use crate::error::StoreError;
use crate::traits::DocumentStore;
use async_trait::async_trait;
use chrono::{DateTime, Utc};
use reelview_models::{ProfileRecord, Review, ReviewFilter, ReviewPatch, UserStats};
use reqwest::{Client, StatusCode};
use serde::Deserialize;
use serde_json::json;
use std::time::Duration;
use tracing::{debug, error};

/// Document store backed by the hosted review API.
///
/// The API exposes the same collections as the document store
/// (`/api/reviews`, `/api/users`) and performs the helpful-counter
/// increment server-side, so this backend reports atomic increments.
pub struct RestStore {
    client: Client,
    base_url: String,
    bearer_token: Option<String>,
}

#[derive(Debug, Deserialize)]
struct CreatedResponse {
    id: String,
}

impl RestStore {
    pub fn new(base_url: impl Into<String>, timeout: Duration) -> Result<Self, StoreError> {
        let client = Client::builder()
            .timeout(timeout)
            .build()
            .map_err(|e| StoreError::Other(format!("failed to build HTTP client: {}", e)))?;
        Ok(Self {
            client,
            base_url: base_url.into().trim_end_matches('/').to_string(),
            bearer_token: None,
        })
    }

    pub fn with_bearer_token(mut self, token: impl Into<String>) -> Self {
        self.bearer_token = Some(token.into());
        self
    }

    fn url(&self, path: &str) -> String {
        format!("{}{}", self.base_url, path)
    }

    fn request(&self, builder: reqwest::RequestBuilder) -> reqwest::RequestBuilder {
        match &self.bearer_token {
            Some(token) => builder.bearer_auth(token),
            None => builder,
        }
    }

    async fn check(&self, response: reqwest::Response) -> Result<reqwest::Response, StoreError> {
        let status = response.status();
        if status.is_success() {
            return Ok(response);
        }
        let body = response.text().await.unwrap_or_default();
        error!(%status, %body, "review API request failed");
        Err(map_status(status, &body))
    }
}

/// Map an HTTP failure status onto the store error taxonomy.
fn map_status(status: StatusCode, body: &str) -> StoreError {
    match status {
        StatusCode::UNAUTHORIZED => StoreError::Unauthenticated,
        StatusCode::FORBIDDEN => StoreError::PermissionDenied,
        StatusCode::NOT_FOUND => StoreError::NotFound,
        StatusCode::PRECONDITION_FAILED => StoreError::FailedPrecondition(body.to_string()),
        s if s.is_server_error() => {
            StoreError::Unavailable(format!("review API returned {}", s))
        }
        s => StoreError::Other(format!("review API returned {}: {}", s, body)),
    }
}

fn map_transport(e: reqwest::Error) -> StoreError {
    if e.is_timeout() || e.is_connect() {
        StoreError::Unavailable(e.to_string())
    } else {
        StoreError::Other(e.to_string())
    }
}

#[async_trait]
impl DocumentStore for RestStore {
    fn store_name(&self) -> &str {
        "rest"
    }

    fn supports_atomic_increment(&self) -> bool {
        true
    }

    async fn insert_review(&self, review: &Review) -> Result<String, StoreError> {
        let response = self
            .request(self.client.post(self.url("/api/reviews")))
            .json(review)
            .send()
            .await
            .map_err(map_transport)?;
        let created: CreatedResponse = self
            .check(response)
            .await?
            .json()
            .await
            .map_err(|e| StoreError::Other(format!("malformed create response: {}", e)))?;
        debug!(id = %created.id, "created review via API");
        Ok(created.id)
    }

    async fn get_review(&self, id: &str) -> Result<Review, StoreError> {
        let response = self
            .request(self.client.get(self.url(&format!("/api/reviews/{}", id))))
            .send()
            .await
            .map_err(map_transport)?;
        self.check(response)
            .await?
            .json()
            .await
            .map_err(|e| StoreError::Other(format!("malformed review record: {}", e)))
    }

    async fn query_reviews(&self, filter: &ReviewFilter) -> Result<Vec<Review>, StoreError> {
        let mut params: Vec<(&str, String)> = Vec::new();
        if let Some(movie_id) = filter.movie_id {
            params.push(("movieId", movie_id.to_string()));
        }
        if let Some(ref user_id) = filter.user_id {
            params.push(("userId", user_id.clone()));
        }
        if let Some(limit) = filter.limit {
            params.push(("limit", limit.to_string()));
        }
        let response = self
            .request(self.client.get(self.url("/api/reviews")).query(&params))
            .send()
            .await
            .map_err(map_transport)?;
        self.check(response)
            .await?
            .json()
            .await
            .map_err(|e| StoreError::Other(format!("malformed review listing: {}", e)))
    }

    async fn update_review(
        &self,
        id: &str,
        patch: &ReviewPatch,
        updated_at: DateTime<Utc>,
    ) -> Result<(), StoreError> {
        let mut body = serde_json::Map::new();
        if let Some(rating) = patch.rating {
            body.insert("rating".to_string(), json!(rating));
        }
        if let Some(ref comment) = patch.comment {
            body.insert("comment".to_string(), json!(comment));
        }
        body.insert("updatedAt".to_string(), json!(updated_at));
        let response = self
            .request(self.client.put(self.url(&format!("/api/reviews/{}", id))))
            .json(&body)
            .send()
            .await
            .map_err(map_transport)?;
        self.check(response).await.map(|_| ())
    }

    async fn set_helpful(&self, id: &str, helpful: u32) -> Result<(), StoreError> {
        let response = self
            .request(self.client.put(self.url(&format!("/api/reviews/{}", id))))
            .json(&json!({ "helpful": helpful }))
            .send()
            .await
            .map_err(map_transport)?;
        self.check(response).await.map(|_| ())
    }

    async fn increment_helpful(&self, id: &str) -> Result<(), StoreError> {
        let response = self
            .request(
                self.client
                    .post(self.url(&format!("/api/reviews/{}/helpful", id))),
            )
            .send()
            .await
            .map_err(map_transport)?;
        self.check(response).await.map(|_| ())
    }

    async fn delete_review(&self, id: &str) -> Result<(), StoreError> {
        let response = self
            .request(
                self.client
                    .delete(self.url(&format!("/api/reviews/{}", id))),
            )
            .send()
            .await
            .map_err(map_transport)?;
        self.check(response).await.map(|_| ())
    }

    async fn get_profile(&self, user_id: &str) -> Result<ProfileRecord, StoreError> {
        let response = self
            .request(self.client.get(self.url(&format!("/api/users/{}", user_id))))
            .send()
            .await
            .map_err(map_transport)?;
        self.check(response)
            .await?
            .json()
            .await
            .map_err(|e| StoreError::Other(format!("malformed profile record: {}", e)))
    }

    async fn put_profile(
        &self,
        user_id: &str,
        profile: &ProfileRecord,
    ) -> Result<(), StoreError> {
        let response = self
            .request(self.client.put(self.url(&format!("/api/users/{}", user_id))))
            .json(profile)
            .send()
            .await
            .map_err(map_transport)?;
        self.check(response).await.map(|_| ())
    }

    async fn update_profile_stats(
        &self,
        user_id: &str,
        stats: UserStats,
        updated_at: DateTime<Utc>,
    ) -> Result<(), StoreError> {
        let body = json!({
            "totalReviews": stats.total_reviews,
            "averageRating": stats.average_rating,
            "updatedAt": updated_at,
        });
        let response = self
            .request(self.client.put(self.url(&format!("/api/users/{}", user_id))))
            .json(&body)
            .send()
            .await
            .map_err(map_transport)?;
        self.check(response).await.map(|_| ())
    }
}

——

__Your assignment__:
Please repeat each entry. Keep every word the same.

__The answer__:
use crate::error::StoreError;
use crate::traits::DocumentStore;
use async_trait::async_trait;
use chrono::{DateTime, Utc};
use reelview_models::{ProfileRecord, Review, ReviewFilter, ReviewPatch, UserStats};
use reqwest::{Client, StatusCode};
use serde::Deserialize;
use serde_json::json;
use std::time::Duration;
use tracing::{debug, error};

/// Document store backed by the hosted review API.
///
/// The API exposes the same collections as the document store
/// (`/api/reviews`, `/api/users`) and performs the helpful-counter
/// increment server-side, so this backend reports atomic increments.
pub struct RestStore {
    client: Client,
    base_url: String,
    bearer_token: Option<String>,
}

#[derive(Debug, Deserialize)]
struct CreatedResponse {
    id: String,
}

impl RestStore {
    pub fn new(base_url: impl Into<String>, timeout: Duration) -> Result<Self, StoreError> {
        let client = Client::builder()
            .timeout(timeout)
            .build()
            .map_err(|e| StoreError::Other(format!("failed to build HTTP client: {}", e)))?;
        Ok(Self {
            client,
            base_url: base_url.into().trim_end_matches('/').to_string(),
            bearer_token: None,
        })
    }

    pub fn with_bearer_token(mut self, token: impl Into<String>) -> Self {
        self.bearer_token = Some(token.into());
        self
    }

    fn url(&self, path: &str) -> String {
        format!("{}{}", self.base_url, path)
    }

    fn request(&self, builder: reqwest::RequestBuilder) -> reqwest::RequestBuilder {
        match &self.bearer_token {
            Some(token) => builder.bearer_auth(token),
            None => builder,
        }
    }

    async fn check(&self, response: reqwest::Response) -> Result<reqwest::Response, StoreError> {
        let status = response.status();
        if status.is_success() {
            return Ok(response);
        }
        let body = response.text().await.unwrap_or_default();
        error!(%status, %body, "review API request failed");
        Err(map_status(status, &body))
    }
}

/// Map an HTTP failure status onto the store error taxonomy.
fn map_status(status: StatusCode, body: &str) -> StoreError {
    match status {
        StatusCode::UNAUTHORIZED => StoreError::Unauthenticated,
        StatusCode::FORBIDDEN => StoreError::PermissionDenied,
        StatusCode::NOT_FOUND => StoreError::NotFound,
        StatusCode::PRECONDITION_FAILED => StoreError::FailedPrecondition(body.to_string()),
        s if s.is_server_error() => {
            StoreError::Unavailable(format!("review API returned {}", s))
        }
        s => StoreError::Other(format!("review API returned {}: {}", s, body)),
    }
}

fn map_transport(e: reqwest::Error) -> StoreError {
    if e.is_timeout() || e.is_connect() {
        StoreError::Unavailable(e.to_string())
    } else {
        StoreError::Other(e.to_string())
    }
}

#[async_trait]
impl DocumentStore for RestStore {
    fn store_name(&self) -> &str {
        "rest"
    }

    fn supports_atomic_increment(&self) -> bool {
        true
    }

    async fn insert_review(&self, review: &Review) -> Result<String, StoreError> {
        let response = self
            .request(self.client.post(self.url("/api/reviews")))
            .json(review)
            .send()
            .await
            .map_err(map_transport)?;
        let created: CreatedResponse = self
            .check(response)
            .await?
            .json()
            .await
            .map_err(|e| StoreError::Other(format!("malformed create response: {}", e)))?;
        debug!(id = %created.id, "created review via API");
        Ok(created.id)
    }

    async fn get_review(&self, id: &str) -> Result<Review, StoreError> {
        let response = self
            .request(self.client.get(self.url(&format!("/api/reviews/{}", id))))
            .send()
            .await
            .map_err(map_transport)?;
        self.check(response)
            .await?
            .json()
            .await
            .map_err(|e| StoreError::Other(format!("malformed review record: {}", e)))
    }

    async fn query_reviews(&self, filter: &ReviewFilter) -> Result<Vec<Review>, StoreError> {
        let mut params: Vec<(&str, String)> = Vec::new();
        if let Some(movie_id) = filter.movie_id {
            params.push(("movieId", movie_id.to_string()));
        }
        if let Some(ref user_id) = filter.user_id {
            params.push(("userId", user_id.clone()));
        }
        if let Some(limit) = filter.limit {
            params.push(("limit", limit.to_string()));
        }
        let response = self
            .request(self.client.get(self.url("/api/reviews")).query(&params))
            .send()
            .await
            .map_err(map_transport)?;
        self.check(response)
            .await?
            .json()
            .await
            .map_err(|e| StoreError::Other(format!("malformed review listing: {}", e)))
    }

    async fn update_review(
        &self,
        id: &str,
        patch: &ReviewPatch,
        updated_at: DateTime<Utc>,
    ) -> Result<(), StoreError> {
        let mut body = serde_json::Map::new();
        if let Some(rating) = patch.rating {
            body.insert("rating".to_string(), json!(rating));
        }
        if let Some(ref comment) = patch.comment {
            body.insert("comment".to_string(), json!(comment));
        }
        body.insert("updatedAt".to_string(), json!(updated_at));
        let response = self
            .request(self.client.put(self.url(&format!("/api/reviews/{}", id))))
            .json(&body)
            .send()
            .await
            .map_err(map_transport)?;
        self.check(response).await.map(|_| ())
    }

    async fn set_helpful(&self, id: &str, helpful: u32) -> Result<(), StoreError> {
        let response = self
            .request(self.client.put(self.url(&format!("/api/reviews/{}", id))))
            .json(&json!({ "helpful": helpful }))
            .send()
            .await
            .map_err(map_transport)?;
        self.check(response).await.map(|_| ())
    }

    async fn increment_helpful(&self, id: &str) -> Result<(), StoreError> {
        let response = self
            .request(
                self.client
                    .post(self.url(&format!("/api/reviews/{}/helpful", id))),
            )
            .send()
            .await
            .map_err(map_transport)?;
        self.check(response).await.map(|_| ())
    }

    async fn delete_review(&self, id: &str) -> Result<(), StoreError> {
        let response = self
            .request(
                self.client
                    .delete(self.url(&format!("/api/reviews/{}", id))),
            )
            .send()
            .await
            .map_err(map_transport)?;
        self.check(response).await.map(|_| ())
    }

    async fn get_profile(&self, user_id: &str) -> Result<ProfileRecord, StoreError> {
        let response = self
            .request(self.client.get(self.url(&format!("/api/users/{}", user_id))))
            .send()
            .await
            .map_err(map_transport)?;
        self.check(response)
            .await?
            .json()
            .await
            .map_err(|e| StoreError::Other(format!("malformed profile record: {}", e)))
    }

    async fn put_profile(
        &self,
        user_id: &str,
        profile: &ProfileRecord,
    ) -> Result<(), StoreError> {
        let response = self
            .request(self.client.put(self.url(&format!("/api/users/{}", user_id))))
            .json(profile)
            .send()
            .await
            .map_err(map_transport)?;
        self.check(response).await.map(|_| ())
    }

    async fn update_profile_stats(
        &self,
        user_id: &str,
        stats: UserStats,
        updated_at: DateTime<Utc>,
    ) -> Result<(), StoreError> {
        let body = json!({
            "totalReviews": stats.total_reviews,
            "averageRating": stats.average_rating,
            "updatedAt": updated_at,
        });
        let response = self
            .request(self.client.put(self.url(&format!("/api/users/{}", user_id))))
            .json(&body)
            .send()
            .await
            .map_err(map_transport)?;
        self.check(response).await.map(|_| ())
    }
}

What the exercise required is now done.